Thanks, Ned, very informative. Let me study and reply.
[…] « Third-Party Payer Hurts American Healthcare […]
Here’s a link to a YouTube I did on healthcare.
nedlandp, several of your thoughts are in the model I am working on. Thanks for your comments.
Jim (Sorry we can’t communicate directly)
Contributions remain the individual’s property (+50% over a health insurance premium). All males (DNA) of the same age would have the same minimum contribution. Females (because of differing medical needs) would be different.
Pre-existing conditions (only for incoming new members) would add to that base contribution, but again the combination is owned by the individual. Depending on the condition, the required addition might be terminated after a period of time. This system might do so well that insurance companies might pay the extra costs to get rid of those with existing conditions. (Expect to be 50% more efficient and higher quality.)
Over the long term, pre-existing conditions would slowly disappear, since newborns could not have pre-existing conditions.
In the model I am developing, I incorporate risk along with costs. Additionally, pre-existing considtions are accounted for along with distinguishing between male and female policies. At least it has been an interesting thought project so far.
Jim
The nice thing about this model is that everyone can decide how much risk they are personally willing to take, covering legal guidelines of course.
Auto insurance might be an easier nut to crack.
I like your Group Self-Insurance idea and have been formulating a similar idea along the lines of automobile insurance.
There are three things wrong with the current healthcare system: third party payer, lack of up front prices, and asymmetric status (the patient is under time constraints, while the doctor is not; the doctor is aware of alternatives and costs, while the patient is not).
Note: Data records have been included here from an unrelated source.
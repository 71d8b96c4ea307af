use serde::Serialize;
use std::collections::BTreeMap;

use super::outcome::{Outcome, classify_outcome};
use crate::constants::team;
use crate::data_fetcher::models::{AggregationResult, MatchRecord, Standing};

/// Matches where either side is `team_id` (string comparison).
pub fn filter_team_matches(matches: &[MatchRecord], team_id: &str) -> Vec<MatchRecord> {
    matches
        .iter()
        .filter(|m| m.involves_team(team_id))
        .cloned()
        .collect()
}

/// One tournament's matches, as produced by [`group_by_tournament`].
#[derive(Debug, Clone, PartialEq)]
pub struct TournamentGroup {
    pub tournament_id: u32,
    pub tournament_name: String,
    pub matches: Vec<MatchRecord>,
}

impl TournamentGroup {
    /// Matches ordered by date, undated ones last.
    pub fn sorted_by_date(&self) -> Vec<&MatchRecord> {
        let mut sorted: Vec<&MatchRecord> = self.matches.iter().collect();
        sorted.sort_by_key(|m| (m.date.is_none(), m.date));
        sorted
    }
}

/// Groups matches by tournament, keeping the order tournaments first appear in.
pub fn group_by_tournament(matches: &[MatchRecord]) -> Vec<TournamentGroup> {
    let mut groups: Vec<TournamentGroup> = Vec::new();
    for record in matches {
        match groups
            .iter_mut()
            .find(|g| g.tournament_id == record.tournament_id)
        {
            Some(group) => group.matches.push(record.clone()),
            None => groups.push(TournamentGroup {
                tournament_id: record.tournament_id,
                tournament_name: record.tournament_name.clone(),
                matches: vec![record.clone()],
            }),
        }
    }
    groups
}

fn ratio(count: u32, total: u32) -> f64 {
    if total == 0 {
        0.0
    } else {
        f64::from(count) / f64::from(total)
    }
}

/// One team's record in a single season, played matches only.
#[derive(Debug, Clone, Copy, Default, PartialEq, Eq, Serialize)]
pub struct TeamSeasonStats {
    pub year: i32,
    pub matches_played: u32,
    pub wins: u32,
    pub draws: u32,
    pub losses: u32,
    pub goals_for: u32,
    pub goals_against: u32,
}

impl TeamSeasonStats {
    pub fn from_matches<'a, I>(year: i32, matches: I, team_id: &str) -> Self
    where
        I: IntoIterator<Item = &'a MatchRecord>,
    {
        let mut stats = Self {
            year,
            ..Self::default()
        };

        for record in matches {
            if !record.involves_team(team_id) {
                continue;
            }
            let (Some(outcome), Some((home, away))) =
                (classify_outcome(record, team_id), record.scores())
            else {
                continue;
            };

            let (scored, conceded) = if record.is_home_team(team_id) {
                (home, away)
            } else {
                (away, home)
            };

            stats.matches_played += 1;
            stats.goals_for = stats.goals_for.saturating_add(scored);
            stats.goals_against = stats.goals_against.saturating_add(conceded);
            match outcome {
                Outcome::Win => stats.wins += 1,
                Outcome::Draw => stats.draws += 1,
                Outcome::Loss => stats.losses += 1,
            }
        }
        stats
    }

    /// Adds one tournament table line to the season totals.
    pub fn add_standing(&mut self, standing: &Standing) {
        self.matches_played = self.matches_played.saturating_add(standing.played);
        self.wins = self.wins.saturating_add(standing.wins);
        self.draws = self.draws.saturating_add(standing.draws);
        self.losses = self.losses.saturating_add(standing.losses);
        self.goals_for = self.goals_for.saturating_add(standing.goals_for);
        self.goals_against = self.goals_against.saturating_add(standing.goals_against);
    }

    /// Season totals of `team_id` summed over every table it appears in.
    pub fn from_standings<'a, I>(year: i32, standings: I, team_id: &str) -> Self
    where
        I: IntoIterator<Item = &'a Standing>,
    {
        let mut stats = Self {
            year,
            ..Self::default()
        };
        for standing in standings.into_iter().filter(|s| s.is_team(team_id)) {
            stats.add_standing(standing);
        }
        stats
    }

    pub fn win_ratio(&self) -> f64 {
        ratio(self.wins, self.matches_played)
    }

    pub fn draw_ratio(&self) -> f64 {
        ratio(self.draws, self.matches_played)
    }

    pub fn loss_ratio(&self) -> f64 {
        ratio(self.losses, self.matches_played)
    }

    pub fn goal_difference(&self) -> i64 {
        i64::from(self.goals_for) - i64::from(self.goals_against)
    }
}

/// A team's performance over a range of seasons.
#[derive(Debug, Clone, PartialEq, Serialize)]
pub struct TeamSummary {
    pub team_id: String,
    pub team_name: String,
    pub total_matches: u32,
    pub total_wins: u32,
    pub total_draws: u32,
    pub total_losses: u32,
    pub total_goals_for: u32,
    pub total_goals_against: u32,
    /// Seasons in ascending order, only those where the team played.
    pub yearly: Vec<TeamSeasonStats>,
}

impl TeamSummary {
    /// Summarizes `team_id` over `start_year..=end_year` of `result`.
    pub fn from_aggregation(
        result: &AggregationResult,
        team_id: &str,
        start_year: i32,
        end_year: i32,
    ) -> Self {
        let seasons = result
            .matches_by_year
            .iter()
            .filter(|(year, _)| (start_year..=end_year).contains(*year))
            .map(|(year, matches)| TeamSeasonStats::from_matches(*year, matches, team_id));

        Self::from_seasons(
            team_id,
            team_display_name(&result.all_matches, team_id),
            seasons,
        )
    }

    /// Summarizes `team_id` from tournament tables keyed by year.
    pub fn from_standings(
        standings_by_year: &BTreeMap<i32, Vec<Standing>>,
        team_id: &str,
        start_year: i32,
        end_year: i32,
    ) -> Self {
        let seasons = standings_by_year
            .iter()
            .filter(|(year, _)| (start_year..=end_year).contains(*year))
            .map(|(year, rows)| TeamSeasonStats::from_standings(*year, rows, team_id));

        let team_name = standings_by_year
            .values()
            .flatten()
            .filter(|s| s.is_team(team_id))
            .find_map(|s| s.team_name.clone())
            .unwrap_or_else(|| team_display_name(&[], team_id));

        Self::from_seasons(team_id, team_name, seasons)
    }

    fn from_seasons(
        team_id: &str,
        team_name: String,
        seasons: impl Iterator<Item = TeamSeasonStats>,
    ) -> Self {
        let seasons: BTreeMap<i32, TeamSeasonStats> = seasons
            .filter(|stats| stats.matches_played > 0)
            .map(|stats| (stats.year, stats))
            .collect();

        let yearly: Vec<TeamSeasonStats> = seasons.into_values().collect();
        // Goal counts come straight from upstream text, so totals saturate
        let sum = |f: fn(&TeamSeasonStats) -> u32| {
            yearly.iter().map(f).fold(0, u32::saturating_add)
        };

        Self {
            team_id: team_id.to_string(),
            team_name,
            total_matches: sum(|s| s.matches_played),
            total_wins: sum(|s| s.wins),
            total_draws: sum(|s| s.draws),
            total_losses: sum(|s| s.losses),
            total_goals_for: sum(|s| s.goals_for),
            total_goals_against: sum(|s| s.goals_against),
            yearly,
        }
    }

    pub fn overall_win_ratio(&self) -> f64 {
        ratio(self.total_wins, self.total_matches)
    }

    pub fn overall_draw_ratio(&self) -> f64 {
        ratio(self.total_draws, self.total_matches)
    }

    pub fn overall_loss_ratio(&self) -> f64 {
        ratio(self.total_losses, self.total_matches)
    }
}

/// Name of `team_id` as reported by upstream, falling back to the team table.
pub fn team_display_name(matches: &[MatchRecord], team_id: &str) -> String {
    matches
        .iter()
        .find_map(|m| {
            if m.is_home_team(team_id) {
                m.home_team_name.clone()
            } else if m.is_away_team(team_id) {
                m.away_team_name.clone()
            } else {
                None
            }
        })
        .unwrap_or_else(|| match team_id.trim().parse::<u32>() {
            Ok(id) => team::name_for(id),
            Err(_) => format!("Unknown Team ({team_id})"),
        })
}
// src/fetcher/mod.rs
// =============================================================================
// Fetchers download a page and hand back its raw bytes.
//
// The crawl engine only knows the Fetcher trait. Two implementations:
// - http: plain GET with reqwest
// - headless: load the page in headless Chrome and return the rendered DOM
//
// Which one is used is decided once, when the crawler is built.
//
// Rust concepts:
// - Traits as interfaces: Arc<dyn Fetcher> can hold either implementation
// - async-trait: async fn in a trait that is used as a trait object
// =============================================================================

mod headless;
mod http;

use async_trait::async_trait;
use thiserror::Error;

pub use headless::HeadlessChromeFetcher;
pub use http::{HttpFetcher, DEFAULT_TIMEOUT};

/// Downloads the body behind a URL.
///
/// Implementations must treat non-2xx responses and connection problems as
/// errors and must not retry.
#[async_trait]
pub trait Fetcher: Send + Sync {
    async fn fetch(&self, url: &str) -> Result<Vec<u8>, FetchError>;
}

#[derive(Debug, Error)]
pub enum FetchError {
    #[error(transparent)]
    Http(#[from] reqwest::Error),

    #[error("HTTP {status}")]
    Status { status: u16 },

    #[error("browser error: {0}")]
    Browser(String),
}
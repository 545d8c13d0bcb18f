// src/fetcher/http.rs
// =============================================================================
// Plain HTTP fetcher.
//
// How it works:
// - One reqwest Client is built up front and reused for every request
//   (connection pooling)
// - Each fetch is a single GET; the body is returned as raw bytes
// - Any non-2xx status is an error, and nothing is retried
//
// Rust concepts:
// - Result<T, E> with the ? operator: reqwest errors convert into FetchError
//   automatically thanks to #[from]
// - async/await: the request runs without blocking a thread
// =============================================================================

use async_trait::async_trait;
use reqwest::Client;
use std::time::Duration;

use super::{FetchError, Fetcher};

/// Request timeout used when none is configured.
pub const DEFAULT_TIMEOUT: Duration = Duration::from_secs(10);

const USER_AGENT: &str = concat!(env!("CARGO_PKG_NAME"), "/", env!("CARGO_PKG_VERSION"));

#[derive(Debug, Clone)]
pub struct HttpFetcher {
    client: Client,
}

impl HttpFetcher {
    // Builds a fetcher whose requests give up after `timeout`
    //
    // Fails only if the TLS backend can't be initialized
    pub fn new(timeout: Duration) -> Result<Self, FetchError> {
        let client = Client::builder()
            .timeout(timeout)
            .user_agent(USER_AGENT)
            .build()?;
        Ok(Self { client })
    }
}

#[async_trait]
impl Fetcher for HttpFetcher {
    async fn fetch(&self, url: &str) -> Result<Vec<u8>, FetchError> {
        let response = self.client.get(url).send().await?;

        let status = response.status();
        if !status.is_success() {
            return Err(FetchError::Status {
                status: status.as_u16(),
            });
        }

        let body = response.bytes().await?;
        Ok(body.to_vec())
    }
}

#[cfg(test)]
mod tests {
    use super::*;

    #[tokio::test]
    async fn test_fetch_returns_body_bytes() {
        let mut server = mockito::Server::new_async().await;
        let mock = server
            .mock("GET", "/page")
            .with_status(200)
            .with_header("content-type", "text/html")
            .with_body("<a href=\"/next\">next</a>")
            .create_async()
            .await;

        let fetcher = HttpFetcher::new(DEFAULT_TIMEOUT).unwrap();
        let body = fetcher.fetch(&format!("{}/page", server.url())).await.unwrap();

        assert_eq!(body, b"<a href=\"/next\">next</a>");
        mock.assert_async().await;
    }

    #[tokio::test]
    async fn test_non_success_status_is_an_error() {
        let mut server = mockito::Server::new_async().await;
        let mock = server
            .mock("GET", "/missing")
            .with_status(404)
            .with_body("not here")
            .expect(1)
            .create_async()
            .await;

        let fetcher = HttpFetcher::new(DEFAULT_TIMEOUT).unwrap();
        let err = fetcher
            .fetch(&format!("{}/missing", server.url()))
            .await
            .unwrap_err();

        assert!(matches!(err, FetchError::Status { status: 404 }));
        // Exactly one request: failures are never retried
        mock.assert_async().await;
    }

    #[tokio::test]
    async fn test_connection_failure_is_an_error() {
        // Port 9 (discard) on localhost is essentially never listening
        let fetcher = HttpFetcher::new(Duration::from_secs(2)).unwrap();
        let err = fetcher.fetch("http://127.0.0.1:9/").await.unwrap_err();
        assert!(matches!(err, FetchError::Http(_)));
    }
}
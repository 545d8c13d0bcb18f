// src/storage.rs
// =============================================================================
// Saves fetched pages to disk.
//
// Layout: <base_dir>/<host>/<url path>
// - ':' in the host (port numbers) becomes '-', '.' becomes '_'
// - a path without a file extension is treated as a directory and the page
//   is written to index.html inside it
//
// Examples (base_dir = "out"):
//   https://test.com/               -> out/test_com/index.html
//   https://test.com/users/file2    -> out/test_com/users/file2/index.html
//   https://test.com:8080/a.css     -> out/test_com-8080/a.css
//
// Rust concepts:
// - PathBuf: an owned, platform-aware file path
// - anyhow::Context: attach "what we were doing" to I/O errors
// =============================================================================

use anyhow::{bail, Context, Result};
use std::fs;
use std::path::PathBuf;
use url::Url;

use crate::crawl::CrawlResult;

#[derive(Debug, Clone)]
pub struct FileStorage {
    base_dir: PathBuf,
}

impl FileStorage {
    pub fn new(base_dir: impl Into<PathBuf>) -> Self {
        Self {
            base_dir: base_dir.into(),
        }
    }

    // Writes the page body and returns the path it was written to
    pub fn save(&self, result: &CrawlResult) -> Result<PathBuf> {
        let path = self.path_for(&result.url)?;

        if let Some(parent) = path.parent() {
            fs::create_dir_all(parent)
                .with_context(|| format!("Failed to create directory {}", parent.display()))?;
        }

        fs::write(&path, &result.body)
            .with_context(|| format!("Failed to write {}", path.display()))?;

        Ok(path)
    }

    fn path_for(&self, url: &Url) -> Result<PathBuf> {
        let host = match url.host_str() {
            Some(host) if !host.is_empty() => host,
            _ => bail!("URL has no host: {}", url),
        };

        let mut dir_name = host.replace('.', "_");
        if let Some(port) = url.port() {
            dir_name.push('-');
            dir_name.push_str(&port.to_string());
        }

        let mut path = self.base_dir.join(dir_name);
        // Joining an absolute path would replace base_dir, so push segments
        for segment in url.path().split('/').filter(|s| !s.is_empty()) {
            path.push(segment);
        }

        if path.extension().is_none() {
            path.push("index.html");
        }

        Ok(path)
    }
}

#[cfg(test)]
mod tests {
    use super::*;

    fn result(url: &str) -> CrawlResult {
        CrawlResult {
            url: Url::parse(url).unwrap(),
            depth: 1,
            body: url.as_bytes().to_vec(),
            links: Vec::new(),
        }
    }

    #[test]
    fn test_path_mapping() {
        let storage = FileStorage::new("out");
        let cases = [
            ("https://test.com/", "out/test_com/index.html"),
            ("https://test.com/file1", "out/test_com/file1/index.html"),
            ("https://test.com/users/file2", "out/test_com/users/file2/index.html"),
            ("https://test.com:8080/file3.css", "out/test_com-8080/file3.css"),
            ("https://docs.test.com/a/b.html?x=1", "out/docs_test_com/a/b.html"),
        ];
        for (url, want) in cases {
            let got = storage.path_for(&Url::parse(url).unwrap()).unwrap();
            assert_eq!(got, PathBuf::from(want), "url: {}", url);
        }
    }

    #[test]
    fn test_save_writes_body() {
        let dir = tempfile::tempdir().unwrap();
        let storage = FileStorage::new(dir.path());

        let visited = [
            "https://test.com/",
            "https://test.com/file1",
            "https://test.com/users/file2",
            "https://test.com:8080/file3",
            "https://docs.test.com/file4",
            "https://differenthost.aaa.bbb/",
            "https://differenthost.aaa.bbb/file5",
        ];
        for url in visited {
            let path = storage.save(&result(url)).unwrap();
            assert!(path.starts_with(dir.path()));
            assert_eq!(fs::read(&path).unwrap(), url.as_bytes());
        }
    }

    #[test]
    fn test_url_without_host_is_an_error() {
        let storage = FileStorage::new("out");
        assert!(storage
            .path_for(&Url::parse("mailto:a@test.com").unwrap())
            .is_err());
    }
}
What is needed is Group Self-Insurance with a medical mentor to advise. The group shares in long-term continuing expenses and ameliorates large one-time bills. The medical mentor advises (for a fee) and recommends best action/doctor to the patient. The manager of the process takes an administrative fee, but has no medical liability.
Great piece Dan, reminds me of the rising cost of college. Same issue, different Federal agencies.
Try asking “How much if I pay out of pocket?” You’d be surprised how inexpensive some things medical can be if the doctor doesn’t have to deal with all the insurance crap.
When was the last time you asked “How much?” BEFORE seeing the doctor and didn’t mean just the copay?